Lines from the one containing "components and processors." through the last one in the data below: write them out word for word, and only them.

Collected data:
:::
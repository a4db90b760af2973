//! # HYDRUX APPLICATION
//!
//! Root of the runtime. Owns the host settings, the services session, the
//! local evaluator, the module loader and the root scope, plus the component
//! to scope map used for release and introspection.

use crate::config::HostSettings;
use crate::denotation::{ApplicationDenotation, ScopeDenotation, UxModule};
use crate::dispatch::{ServiceEvaluator, ServiceProcessorBinder};
use crate::errors::{error_codes, HxError};
use crate::module::{HxModule, ModuleLoader, ModuleResolver};
use crate::push::PushBridge;
use crate::reason::{Maybe, Reason};
use crate::request::CallbackPushAddressing;
use crate::scope::types::ScopeInner;
use crate::scope::HxScope;
use crate::session::ServicesSession;
use crate::types::{identity_key, Component};
use log::{debug, info};
use parking_lot::Mutex;
use std::collections::HashMap;
use std::fmt;
use std::sync::{Arc, Weak};
use tokio::sync::OnceCell;
use uuid::Uuid;

pub(crate) struct ApplicationInner {
    denotation: Arc<ApplicationDenotation>,
    root_denotation: Arc<ScopeDenotation>,
    settings: HostSettings,
    services_session: Arc<dyn ServicesSession>,
    evaluator: ServiceEvaluator,
    modules: ModuleLoader,
    push_channel_id: String,
    root_scope: OnceCell<HxScope>,
    component_scopes: Mutex<HashMap<usize, Weak<ScopeInner>>>,
}

/// **APPLICATION HANDLE**
///
/// Cheap to clone; all clones share one runtime.
#[derive(Clone)]
pub struct HxApplication {
    inner: Arc<ApplicationInner>,
}

impl HxApplication {
    /// Validates the configuration. The root scope is created by
    /// [`initialize`](Self::initialize).
    pub fn new(
        denotation: Arc<ApplicationDenotation>,
        settings: HostSettings,
        services_session: Arc<dyn ServicesSession>,
        module_resolver: Arc<dyn ModuleResolver>,
    ) -> Result<Self, HxError> {
        let root_denotation = denotation.root_scope.clone().ok_or_else(|| {
            HxError::configuration(
                error_codes::MISSING_ROOT_SCOPE,
                format!(
                    "Application {} has no root scope",
                    denotation.application_id
                ),
            )
        })?;
        settings.validate()?;

        let push_channel_id = Uuid::new_v4().to_string();
        info!(
            "Application {} using push channel {}",
            denotation.application_id, push_channel_id
        );

        Ok(Self {
            inner: Arc::new(ApplicationInner {
                denotation,
                root_denotation,
                settings,
                services_session,
                evaluator: ServiceEvaluator::new(),
                modules: ModuleLoader::new(module_resolver),
                push_channel_id,
                root_scope: OnceCell::new(),
                component_scopes: Mutex::new(HashMap::new()),
            }),
        })
    }

    /// Creates the root scope and its controllers. Idempotent.
    pub async fn initialize(&self) -> Result<HxScope, HxError> {
        self.inner
            .root_scope
            .get_or_try_init(|| {
                HxScope::create(self.clone(), Arc::clone(&self.inner.root_denotation), None)
            })
            .await
            .cloned()
    }

    /// [`new`](Self::new) followed by [`initialize`](Self::initialize).
    pub async fn start(
        denotation: Arc<ApplicationDenotation>,
        settings: HostSettings,
        services_session: Arc<dyn ServicesSession>,
        module_resolver: Arc<dyn ModuleResolver>,
    ) -> Result<Self, HxError> {
        let application = Self::new(denotation, settings, services_session, module_resolver)?;
        application.initialize().await?;
        Ok(application)
    }

    pub fn title(&self) -> &str {
        &self.inner.denotation.title
    }

    pub fn application_id(&self) -> &str {
        &self.inner.denotation.application_id
    }

    pub fn denotation(&self) -> &Arc<ApplicationDenotation> {
        &self.inner.denotation
    }

    pub fn host_settings(&self) -> &HostSettings {
        &self.inner.settings
    }

    pub fn services_session(&self) -> &Arc<dyn ServicesSession> {
        &self.inner.services_session
    }

    pub fn local_evaluator(&self) -> &ServiceEvaluator {
        &self.inner.evaluator
    }

    /// Evaluator that sends requests to the services host.
    pub fn evaluator(&self) -> ServiceEvaluator {
        self.inner.services_session.evaluator()
    }

    pub fn service_processor_binder(&self) -> ServiceProcessorBinder {
        ServiceProcessorBinder::new(self.inner.evaluator.clone(), self.downgrade())
    }

    pub fn push_channel_id(&self) -> &str {
        &self.inner.push_channel_id
    }

    pub fn new_push_address(&self, service_id: Option<&str>) -> CallbackPushAddressing {
        CallbackPushAddressing {
            push_channel_id: self.inner.push_channel_id.clone(),
            service_id: service_id.map(str::to_string),
        }
    }

    /// Bridge feeding pushed payloads into this application's evaluator.
    pub fn push_bridge(&self) -> PushBridge {
        PushBridge::new(self.clone())
    }

    pub fn root_scope(&self) -> Result<HxScope, HxError> {
        self.inner.root_scope.get().cloned().ok_or_else(|| {
            HxError::resolution(
                error_codes::ROOT_SCOPE_NOT_INITIALIZED,
                "Root scope was not initialized, call initialize() first",
            )
        })
    }

    /// Scope owning `component`.
    pub fn scope_of<C: ?Sized>(&self, component: &Arc<C>) -> Maybe<HxScope> {
        let scope = self
            .inner
            .component_scopes
            .lock()
            .get(&identity_key(component))
            .and_then(Weak::upgrade);
        scope
            .map(|inner| HxScope { inner })
            .ok_or_else(|| Reason::not_found("Scope not found for component"))
    }

    pub(crate) fn register_component(&self, component: &Component, scope: &HxScope) {
        self.inner
            .component_scopes
            .lock()
            .insert(identity_key(component), Arc::downgrade(&scope.inner));
    }

    /// Removes `component` from its owning scope. Releasing it again is
    /// `NotFound`.
    pub fn release_component<C: ?Sized>(&self, component: &Arc<C>) -> Maybe<bool> {
        let key = identity_key(component);
        let scope = self.inner.component_scopes.lock().remove(&key);
        let scope = scope
            .and_then(|weak| weak.upgrade())
            .map(|inner| HxScope { inner })
            .ok_or_else(|| Reason::not_found("Scope not found for component"))?;

        let denotation = scope.evict(key)?;
        debug!("Released {} from {}", denotation.type_signature(), scope);
        Ok(true)
    }

    /// Human readable description of `component` for diagnostics.
    pub fn print_component<C: ?Sized>(&self, component: &Arc<C>, include_scope: bool) -> String {
        let Ok(scope) = self.scope_of(component) else {
            return "Unknown component, whose scope cannot be found.".to_string();
        };
        let from_scope = if include_scope {
            format!(" from {}", scope)
        } else {
            String::new()
        };

        match scope.find_denotation_for(component) {
            Ok(denotation) => format!("{:?}{}", denotation, from_scope),
            Err(_) => format!(
                "Unknown component, whose denotation cannot be found{}.",
                from_scope
            ),
        }
    }

    /// Module supplying factories for `module`; `None` is the platform module.
    pub async fn resolve_module(
        &self,
        module: Option<&Arc<UxModule>>,
    ) -> Result<Arc<HxModule>, HxError> {
        self.inner.modules.resolve(self, module).await
    }

    pub fn load_css(&self, module: &UxModule, css_path: &str) -> bool {
        self.inner.modules.load_css(&self.inner.settings, module, css_path)
    }

    pub fn css_resources(&self) -> Vec<String> {
        self.inner.modules.css_resources()
    }

    pub fn downgrade(&self) -> WeakApplication {
        WeakApplication {
            inner: Arc::downgrade(&self.inner),
        }
    }

    pub(crate) fn downgrade_inner(&self) -> Weak<ApplicationInner> {
        Arc::downgrade(&self.inner)
    }

    pub(crate) fn from_inner(inner: &Weak<ApplicationInner>) -> Option<Self> {
        inner.upgrade().map(|inner| Self { inner })
    }
}

impl fmt::Debug for HxApplication {
    fn fmt(&self, f: &mut fmt::Formatter<'_>) -> fmt::Result {
        f.debug_struct("HxApplication")
            .field("application_id", &self.inner.denotation.application_id)
            .field("push_channel_id", &self.inner.push_channel_id)
            .field("initialized", &self.inner.root_scope.initialized())
            .finish()
    }
}

/// Non-owning application handle for components and processors.
#[derive(Clone, Default)]
pub struct WeakApplication {
    inner: Weak<ApplicationInner>,
}

impl WeakApplication {
    pub fn upgrade(&self) -> Option<HxApplication> {
        HxApplication::from_inner(&self.inner)
    }
}

impl fmt::Debug for WeakApplication {
    fn fmt(&self, f: &mut fmt::Formatter<'_>) -> fmt::Result {
        f.write_str("WeakApplication")
    }
}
:::
## Answer to the exercise
/// Non-owning application handle for components and processors.
#[derive(Clone, Default)]
pub struct WeakApplication {
    inner: Weak<ApplicationInner>,
}

impl WeakApplication {
    pub fn upgrade(&self) -> Option<HxApplication> {
        HxApplication::from_inner(&self.inner)
    }
}

impl fmt::Debug for WeakApplication {
    fn fmt(&self, f: &mut fmt::Formatter<'_>) -> fmt::Result {
        f.write_str("WeakApplication")
    }
}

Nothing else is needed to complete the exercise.